Data for review START

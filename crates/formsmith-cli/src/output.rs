//! Output management and formatting.

use std::io::{self, IsTerminal};

use console::Term;
use owo_colors::OwoColorize;

use crate::cli::global::{GlobalArgs, OutputFormat};
use crate::config::AppConfig;

/// Manages CLI output based on configuration.
pub struct OutputManager {
    resolved_format: OutputFormat,
    quiet: bool,
    no_color: bool,
    term: Term,
}

impl OutputManager {
    /// Build an `OutputManager` from parsed CLI flags and loaded config.
    pub fn new(args: &GlobalArgs, config: &AppConfig) -> Self {
        // Resolve Auto → Human (TTY) or Plain (piped/redirected).
        let resolved_format = if args.output_format == OutputFormat::Auto {
            if io::stdout().is_terminal() {
                OutputFormat::Human
            } else {
                OutputFormat::Plain
            }
        } else {
            args.output_format
        };

        Self {
            resolved_format,
            quiet: args.quiet,
            no_color: args.no_color
                || config.output.no_color
                || resolved_format != OutputFormat::Human,
            term: Term::stdout(),
        }
    }

    // ── Public write methods ───────────────────────────────────────────────

    /// Rendered markup. Never suppressed; wrapped in `{"html": ...}` in JSON
    /// mode.
    pub fn markup(&self, html: &str) -> io::Result<()> {
        self.term.write_line(&self.markup_line(html))
    }

    fn markup_line(&self, html: &str) -> String {
        if self.resolved_format == OutputFormat::Json {
            serde_json::json!({ "html": html }).to_string()
        } else {
            html.to_owned()
        }
    }

    /// Structured value: compact JSON in JSON mode, `text` otherwise.
    pub fn value(&self, json: &serde_json::Value, text: &str) -> io::Result<()> {
        if self.resolved_format == OutputFormat::Json {
            self.term.write_line(&json.to_string())
        } else {
            self.term.write_line(text)
        }
    }

    /// Success indicator: `✓ <msg>`.
    pub fn success(&self, msg: &str) -> io::Result<()> {
        if self.quiet {
            return Ok(());
        }
        let line = if self.no_color {
            format!("\u{2713} {msg}") // ✓
        } else {
            format!("{} {}", "\u{2713}".green().bold(), msg.green())
        };
        self.term.write_line(&line)
    }

    /// Warning indicator: `⚠ <msg>`.
    pub fn warning(&self, msg: &str) -> io::Result<()> {
        if self.quiet {
            return Ok(());
        }
        let line = if self.no_color {
            format!("\u{26a0} {msg}") // ⚠
        } else {
            format!("{} {}", "\u{26a0}".yellow().bold(), msg.yellow())
        };
        self.term.write_line(&line)
    }

    /// Informational indicator: `ℹ <msg>`.
    pub fn info(&self, msg: &str) -> io::Result<()> {
        if self.quiet {
            return Ok(());
        }
        let line = if self.no_color {
            format!("\u{2139} {msg}") // ℹ
        } else {
            format!("{} {}", "\u{2139}".blue().bold(), msg.blue())
        };
        self.term.write_line(&line)
    }

    /// Bold cyan header line.
    pub fn header(&self, text: &str) -> io::Result<()> {
        if self.quiet {
            return Ok(());
        }
        let line = if self.no_color {
            text.to_owned()
        } else {
            text.cyan().bold().to_string()
        };
        self.term.write_line(&line)
    }

    // ── Accessors ─────────────────────────────────────────────────────────

    /// The resolved (non-Auto) output format.
    pub fn format(&self) -> OutputFormat {
        self.resolved_format
    }
}

// ── tests ─────────────────────────────────────────────────────────────────────
use crate::domain::value_objects::LabelPosition;
use std::collections::BTreeMap;

/// Everything the input renderer needs to know about one control.
///
/// Built fresh for each `input(...)` call from the effective options and the
/// open form; never retained.
#[derive(Debug, Clone, Default, PartialEq, Eq)]
pub struct FieldDescriptor {
    pub name: String,
    /// Label text; `None` renders no `<label>`.
    pub label: Option<String>,
    /// Value of the `type` attribute.
    pub input_type: String,
    pub id: Option<String>,
    pub value: Option<String>,
    pub placeholder: Option<String>,
    pub required: bool,
    pub readonly: bool,
    pub disabled: bool,
    pub autofocus: bool,
    /// Passthrough attributes, emitted after the known ones.
    pub attrs: BTreeMap<String, String>,
    pub errors: Vec<String>,
    pub label_position: LabelPosition,
    /// Text appended inside the label after the label text.
    pub label_after: Option<String>,
    pub input_group_before: Option<String>,
    pub input_group_after: Option<String>,
}

impl FieldDescriptor {
    pub fn new(name: impl Into<String>, input_type: impl Into<String>) -> Self {
        Self {
            name: name.into(),
            input_type: input_type.into(),
            ..Self::default()
        }
    }

    pub fn has_errors(&self) -> bool {
        !self.errors.is_empty()
    }

    pub fn has_input_group(&self) -> bool {
        self.input_group_before.is_some() || self.input_group_after.is_some()
    }
}
//! Application layer for formsmith.
//!
//! This layer contains:
//! - **Services**: `FormBuilder` and its helpers
//! - **Ports**: traits for the router, CSRF token and error bag
//! - **Session**: the stack of open forms
//! - **Errors**: application-specific error types
//!
//! Rendering rules live in `crate::domain`; this layer feeds them.

pub mod error;
pub mod ports;
pub mod services;
pub mod session;

pub use services::{FormBuilder, FormScope, RouteResolver};

pub use ports::{CsrfTokenProvider, ErrorBag, Router};

pub use error::ApplicationError;
pub use session::FormStateStack;
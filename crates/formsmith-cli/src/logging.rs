//! Tracing subscriber initialisation.
//!
//! Only the CLI crate is allowed to call [`init_logging`]; `formsmith-core`
//! and `formsmith-adapters` only *emit* spans and events.
//!
//! # Verbosity mapping
//!
//! | Flag(s)  | Filter level |
//! |----------|--------------|
//! | (none)   | WARN         |
//! | `-v`     | INFO         |
//! | `-vv`    | DEBUG        |
//! | `-vvv`   | TRACE        |
//! | `--quiet`| ERROR        |
//!
//! `RUST_LOG` overrides all of the above if set.

use std::io::IsTerminal as _;

use tracing_subscriber::{EnvFilter, layer::SubscriberExt, util::SubscriberInitExt};

use crate::cli::{GlobalArgs, OutputFormat};

/// Initialise the global tracing subscriber.
///
/// Must be called exactly once, before any tracing macros fire. Events go to
/// stderr so rendered markup on stdout stays clean.
pub fn init_logging(args: &GlobalArgs) -> anyhow::Result<()> {
    let filter = EnvFilter::try_from_default_env()
        .unwrap_or_else(|_| EnvFilter::new(filter_directives(derive_level(args))));

    let use_ansi = !args.no_color && std::io::stderr().is_terminal();

    let registry = tracing_subscriber::registry().with(filter);

    // JSON output mode gets JSON log lines too, for log shippers.
    let result = if args.output_format == OutputFormat::Json {
        registry
            .with(
                tracing_subscriber::fmt::layer()
                    .json()
                    .with_writer(std::io::stderr),
            )
            .try_init()
    } else {
        registry
            .with(
                tracing_subscriber::fmt::layer()
                    .with_target(false)
                    .with_thread_ids(false)
                    .with_file(false)
                    .with_line_number(false)
                    .with_ansi(use_ansi)
                    .with_writer(std::io::stderr),
            )
            .try_init()
    };

    result.map_err(|e| anyhow::anyhow!("Failed to initialise tracing: {e}"))
}

fn filter_directives(level: &str) -> String {
    format!("formsmith={level},formsmith_core={level},formsmith_adapters={level}")
}

/// Translate the verbosity counter + quiet flag to a level string.
fn derive_level(args: &GlobalArgs) -> &'static str {
    if args.quiet {
        return "error";
    }
    match args.verbose {
        0 => "warn",
        1 => "info",
        2 => "debug",
        _ => "trace",
    }
}
//! In-memory route table.

use std::{
    collections::HashMap,
    sync::{Arc, PoisonError, RwLock},
};

use tracing::debug;

use formsmith_core::{
    application::{ApplicationError, ports::Router},
    domain::{HttpMethod, RouteEntry},
    error::FormResult,
};

#[derive(Debug, Default)]
struct RouteTable {
    routes: HashMap<String, RouteEntry>,
    actions: HashMap<String, String>,
    base_url: String,
    current_url: String,
}

/// Thread-safe in-memory router.
///
/// Clones share the same table, so routes registered through one handle are
/// visible to every builder holding another.
#[derive(Debug, Clone, Default)]
pub struct InMemoryRouter {
    inner: Arc<RwLock<RouteTable>>,
}

impl InMemoryRouter {
    /// Create an empty router posting back to `/`.
    pub fn new() -> Self {
        Self::builder().build()
    }

    pub fn builder() -> InMemoryRouterBuilder {
        InMemoryRouterBuilder::default()
    }

    /// Register or replace a named route.
    pub fn register_route(&self, name: &str, entry: RouteEntry) -> FormResult<()> {
        let mut table = self
            .inner
            .write()
            .map_err(|_| ApplicationError::StateLock)?;
        debug!(route = %name, url = %entry.url, method = %entry.method, "Registering route");
        table.routes.insert(name.to_string(), entry);
        Ok(())
    }

    /// Register or replace a controller action URL.
    pub fn register_action(&self, controller_action: &str, url: &str) -> FormResult<()> {
        let mut table = self
            .inner
            .write()
            .map_err(|_| ApplicationError::StateLock)?;
        table
            .actions
            .insert(controller_action.to_string(), url.to_string());
        Ok(())
    }

    /// Point the router at the request now being rendered.
    pub fn set_current_url(&self, url: &str) -> FormResult<()> {
        let mut table = self
            .inner
            .write()
            .map_err(|_| ApplicationError::StateLock)?;
        table.current_url = url.to_string();
        Ok(())
    }

    /// Route names, sorted.
    pub fn route_names(&self) -> Vec<String> {
        let table = self.inner.read().unwrap_or_else(PoisonError::into_inner);
        let mut names: Vec<String> = table.routes.keys().cloned().collect();
        names.sort();
        names
    }

    pub fn len(&self) -> usize {
        let table = self.inner.read().unwrap_or_else(PoisonError::into_inner);
        table.routes.len() + table.actions.len()
    }

    pub fn is_empty(&self) -> bool {
        self.len() == 0
    }
}

impl Router for InMemoryRouter {
    fn route(&self, name: &str) -> Option<RouteEntry> {
        let table = self.inner.read().unwrap_or_else(PoisonError::into_inner);
        table.routes.get(name).cloned()
    }

    fn action(&self, controller_action: &str) -> Option<String> {
        let table = self.inner.read().unwrap_or_else(PoisonError::into_inner);
        table.actions.get(controller_action).cloned()
    }

    fn current_url(&self) -> String {
        let table = self.inner.read().unwrap_or_else(PoisonError::into_inner);
        table.current_url.clone()
    }

    fn absolute(&self, path: &str) -> String {
        if path.contains("://") {
            return path.to_string();
        }
        let table = self.inner.read().unwrap_or_else(PoisonError::into_inner);
        if table.base_url.is_empty() {
            return path.to_string();
        }
        format!(
            "{}/{}",
            table.base_url.trim_end_matches('/'),
            path.trim_start_matches('/')
        )
    }
}

/// Builder for [`InMemoryRouter`].
#[derive(Debug)]
pub struct InMemoryRouterBuilder {
    table: RouteTable,
}

impl Default for InMemoryRouterBuilder {
    fn default() -> Self {
        Self {
            table: RouteTable {
                current_url: "/".into(),
                ..RouteTable::default()
            },
        }
    }
}

impl InMemoryRouterBuilder {
    /// Scheme and host used by `absolute`, e.g. `https://example.com`.
    pub fn base_url(mut self, url: impl Into<String>) -> Self {
        self.table.base_url = url.into();
        self
    }

    pub fn current_url(mut self, url: impl Into<String>) -> Self {
        self.table.current_url = url.into();
        self
    }

    pub fn route(mut self, name: impl Into<String>, url: impl Into<String>, method: HttpMethod) -> Self {
        self.table
            .routes
            .insert(name.into(), RouteEntry::new(url, method));
        self
    }

    /// Named route that also records the controller action it dispatches to.
    pub fn route_to(
        mut self,
        name: impl Into<String>,
        url: impl Into<String>,
        method: HttpMethod,
        controller_action: impl Into<String>,
    ) -> Self {
        self.table.routes.insert(
            name.into(),
            RouteEntry::new(url, method).with_action(controller_action),
        );
        self
    }

    pub fn action(mut self, controller_action: impl Into<String>, url: impl Into<String>) -> Self {
        self.table
            .actions
            .insert(controller_action.into(), url.into());
        self
    }

    pub fn build(self) -> InMemoryRouter {
        InMemoryRouter {
            inner: Arc::new(RwLock::new(self.table)),
        }
    }
}

#[cfg(test)]
mod tests {
    use super::*;

    fn router() -> InMemoryRouter {
        InMemoryRouter::builder()
            .base_url("http://test.loc/")
            .current_url("/current")
            .route("putRouteName", "/put-url", HttpMethod::Put)
            .route_to("users.store", "/users", HttpMethod::Post, "UserController@store")
            .action("TestController@getWithoutRouteName", "/get-url-without-route-name")
            .build()
    }

    #[test]
    fn lookups() {
        let router = router();
        assert_eq!(router.route("putRouteName").unwrap().method, HttpMethod::Put);
        assert_eq!(
            router.route("users.store").unwrap().action.as_deref(),
            Some("UserController@store")
        );
        assert!(router.route("nope").is_none());
        assert_eq!(
            router.action("TestController@getWithoutRouteName").as_deref(),
            Some("/get-url-without-route-name")
        );
        assert_eq!(router.current_url(), "/current");
    }

    #[test]
    fn absolute_joins_base_once() {
        let router = router();
        assert_eq!(router.absolute("/x"), "http://test.loc/x");
        assert_eq!(router.absolute("x"), "http://test.loc/x");
        assert_eq!(router.absolute("https://other/x"), "https://other/x");
        assert_eq!(InMemoryRouter::new().absolute("/x"), "/x");
    }

    #[test]
    fn clones_share_registrations() {
        let router = InMemoryRouter::new();
        let handle = router.clone();
        handle
            .register_route("late", RouteEntry::new("/late", HttpMethod::Patch))
            .unwrap();
        handle.set_current_url("/now").unwrap();

        assert_eq!(router.route("late").unwrap().url, "/late");
        assert_eq!(router.current_url(), "/now");
        assert_eq!(router.route_names(), vec!["late".to_string()]);
    }
}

Data for review END

§ **What to produce**: Reproduce the entries exactly, starting at their first line and stopping after the line with "or Plain (piped/redirected).".

§ **Output**:
filename crates/formsmith-cli/src/output.rs
//! Output management and formatting.

use std::io::{self, IsTerminal};

use console::Term;
use owo_colors::OwoColorize;

use crate::cli::global::{GlobalArgs, OutputFormat};
use crate::config::AppConfig;

/// Manages CLI output based on configuration.
pub struct OutputManager {
    resolved_format: OutputFormat,
    quiet: bool,
    no_color: bool,
    term: Term,
}

impl OutputManager {
    /// Build an `OutputManager` from parsed CLI flags and loaded config.
    pub fn new(args: &GlobalArgs, config: &AppConfig) -> Self {
        // Resolve Auto → Human (TTY) or Plain (piped/redirected).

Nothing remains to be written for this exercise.